Whenever a line in the entries includes the word "OrreryError", copy that line out.

EXTRACTED ENTRIES Start Marker

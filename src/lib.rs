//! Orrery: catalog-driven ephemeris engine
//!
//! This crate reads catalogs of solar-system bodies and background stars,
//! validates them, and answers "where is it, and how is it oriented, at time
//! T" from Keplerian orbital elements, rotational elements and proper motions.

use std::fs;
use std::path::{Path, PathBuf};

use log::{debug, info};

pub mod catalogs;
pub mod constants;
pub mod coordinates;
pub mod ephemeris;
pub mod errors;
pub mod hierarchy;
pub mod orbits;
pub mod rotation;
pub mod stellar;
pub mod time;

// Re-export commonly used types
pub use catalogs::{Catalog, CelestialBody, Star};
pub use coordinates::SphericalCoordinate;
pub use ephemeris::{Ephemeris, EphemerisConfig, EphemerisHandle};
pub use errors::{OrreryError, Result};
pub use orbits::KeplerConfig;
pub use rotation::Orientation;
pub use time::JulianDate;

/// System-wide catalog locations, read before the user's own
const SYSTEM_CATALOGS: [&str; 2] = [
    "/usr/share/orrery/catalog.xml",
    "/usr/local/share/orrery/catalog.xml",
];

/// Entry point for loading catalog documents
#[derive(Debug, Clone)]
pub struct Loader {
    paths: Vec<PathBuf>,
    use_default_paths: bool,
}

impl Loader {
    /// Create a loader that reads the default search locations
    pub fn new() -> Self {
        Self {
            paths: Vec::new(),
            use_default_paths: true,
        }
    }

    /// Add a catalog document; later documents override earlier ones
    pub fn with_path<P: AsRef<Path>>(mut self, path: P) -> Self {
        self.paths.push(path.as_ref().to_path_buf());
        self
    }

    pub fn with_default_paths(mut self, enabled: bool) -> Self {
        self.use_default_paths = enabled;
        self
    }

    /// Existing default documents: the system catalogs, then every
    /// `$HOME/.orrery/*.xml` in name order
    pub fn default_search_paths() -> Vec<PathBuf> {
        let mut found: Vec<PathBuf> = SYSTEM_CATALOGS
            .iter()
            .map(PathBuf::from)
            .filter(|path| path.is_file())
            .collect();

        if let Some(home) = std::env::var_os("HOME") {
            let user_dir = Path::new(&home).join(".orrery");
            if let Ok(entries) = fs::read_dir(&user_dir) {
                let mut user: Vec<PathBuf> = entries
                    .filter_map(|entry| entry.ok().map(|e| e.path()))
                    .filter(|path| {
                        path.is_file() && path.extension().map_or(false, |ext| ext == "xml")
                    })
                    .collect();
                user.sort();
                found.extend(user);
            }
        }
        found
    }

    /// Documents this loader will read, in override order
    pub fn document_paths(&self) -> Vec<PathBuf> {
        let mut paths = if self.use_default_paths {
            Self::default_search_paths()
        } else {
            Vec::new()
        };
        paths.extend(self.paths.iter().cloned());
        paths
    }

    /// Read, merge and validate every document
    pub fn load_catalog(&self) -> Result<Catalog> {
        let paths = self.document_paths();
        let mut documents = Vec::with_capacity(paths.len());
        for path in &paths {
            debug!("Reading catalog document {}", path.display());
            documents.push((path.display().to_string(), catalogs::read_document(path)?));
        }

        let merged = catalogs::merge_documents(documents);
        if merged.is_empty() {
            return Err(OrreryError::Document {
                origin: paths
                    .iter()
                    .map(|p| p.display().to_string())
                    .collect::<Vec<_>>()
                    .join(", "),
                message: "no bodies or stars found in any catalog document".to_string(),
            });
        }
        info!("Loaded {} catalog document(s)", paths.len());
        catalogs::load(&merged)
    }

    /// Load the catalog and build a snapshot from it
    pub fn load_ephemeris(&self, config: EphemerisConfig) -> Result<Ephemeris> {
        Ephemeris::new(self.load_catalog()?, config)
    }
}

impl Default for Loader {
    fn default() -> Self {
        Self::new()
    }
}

EXTRACTED ENTRIES End Marker

§ SOLVED EXERCISE
pub use errors::{OrreryError, Result};
            return Err(OrreryError::Document {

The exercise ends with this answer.